Thursday, April 12, 2012

Do the right thing.

This blog post has been brewing in my brain for years. When I decided to go to business school and focus on the hospitality industry for my career, a very big part of my motivation was not financial but humanitarian. I had been out of high school for 5 years, had a few interesting jobs, a few crappy jobs, went to three different colleges for one semester each, ski-bummed for two winters, and felt I was beginning to learn enough about the world to decide on a path.

Being a child of the '60s I had always wanted to do something to make the world a better place. As an adolescent, civil rights/poverty and the environment were the big issues for me. At one point I contemplated law, another thought was marine biology another was solar energy engineer. Then as I watched the world and learned more about how it worked it seemed to me the people who had the most potential influence both good and bad were the entrepreneurs. So I returned to school at CU Boulder, got my business degree (magna cum laude by the way) and had planned to join my father's business, make money and do charitable projects. Well those who know me, know that path was severely altered and eventually (15 years later) I ended up in the wonderful world of catering and special events which I now love.

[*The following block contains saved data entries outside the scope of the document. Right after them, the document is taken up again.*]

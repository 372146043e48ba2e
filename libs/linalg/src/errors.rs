//! Crate errors.

use crate::matrix::MatrixError;
use thiserror::Error;

/// Echelon reduction error.
#[derive(Error, Debug, Eq, PartialEq)]
pub enum ReductionError {
    /// The reduction loop ran out of iterations before reaching echelon form.
    #[error("reduction did not reach echelon form after {iterations} iterations")]
    Stalled {
        /// Iterations performed.
        iterations: usize,
    },

    /// Matrix error.
    #[error("matrix error: {0}")]
    Matrix(#[from] MatrixError),
}

/// Log replay error.
#[derive(Error, Debug, Eq, PartialEq)]
pub enum ReplayError {
    /// The log was already consumed by a previous replay.
    #[error("row operation log already exhausted")]
    Exhausted,

    /// Replay must start from the first record.
    #[error("row operation log already consumed up to record {0}")]
    PartiallyConsumed(usize),

    /// The vector doesn't have one entry per matrix row.
    #[error("vector has {actual} entries but the log was recorded for {expected} rows")]
    LengthMismatch {
        /// Rows of the reduced matrix.
        expected: usize,
        /// Length of the given vector.
        actual: usize,
    },

    /// Matrix error.
    #[error("matrix error: {0}")]
    Matrix(#[from] MatrixError),
}

/// Back-substitution error.
#[derive(Error, Debug, Eq, PartialEq)]
pub enum SubstitutionError {
    /// A row's leading entry is not on the diagonal.
    #[error("row {row} has no pivot on the diagonal")]
    NotTriangular {
        /// Offending row.
        row: usize,
    },

    /// Matrix error.
    #[error("matrix error: {0}")]
    Matrix(#[from] MatrixError),
}

/// The system has no solution.
#[derive(Error, Debug, Eq, PartialEq)]
#[error("inconsistent system: coefficient rank {coefficient_rank} differs from augmented rank {augmented_rank}")]
pub struct InconsistentSystemError {
    /// Rank of the coefficient matrix.
    pub coefficient_rank: usize,

    /// Rank of the coefficient matrix augmented with the right-hand side.
    pub augmented_rank: usize,
}

/// The system has infinitely many solutions.
#[derive(Error, Debug, Eq, PartialEq)]
#[error("underdetermined system: rank {rank} is lower than the {unknowns} unknowns")]
pub struct UnderdeterminedSystemError {
    /// Rank of the coefficient matrix.
    pub rank: usize,

    /// Number of unknowns.
    pub unknowns: usize,
}

/// Linear system error.
#[derive(Error, Debug, Eq, PartialEq)]
pub enum SolveError {
    /// The right-hand side doesn't have one entry per equation.
    #[error("right-hand side has {actual} entries, expected {expected}")]
    DimensionMismatch {
        /// Rows of the coefficient matrix.
        expected: usize,
        /// Length of the right-hand side.
        actual: usize,
    },

    /// No solution.
    #[error(transparent)]
    Inconsistent(#[from] InconsistentSystemError),

    /// Infinitely many solutions.
    #[error(transparent)]
    Underdetermined(#[from] UnderdeterminedSystemError),

    /// Reduction error.
    #[error("reduction error: {0}")]
    Reduction(#[from] ReductionError),

    /// Replay error.
    #[error("replay error: {0}")]
    Replay(#[from] ReplayError),

    /// Back-substitution error.
    #[error("substitution error: {0}")]
    Substitution(#[from] SubstitutionError),
}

Along the way I realized if you did not have gobs of money to give to charity, there were still many things an entrepreneur could do to make the world a better place. One thing I realized is very important is providing a good living for your employees and creating an environment where people like to get up in the morning (or evening in our biz) and go to work. Another important aspect is being a good corporate citizen in all matters surrounding your external environment. A third key principal is doing what you can for worthwhile causes, even if it's not cash but goods and services, influence, marketing and PR, etc. So here I am in 2012, working my rear off to reestablish my presence and financial solvency and all of a sudden this week comes along and forces me to write this diatribe before I can get any of my real work done. The brain just has to be purged.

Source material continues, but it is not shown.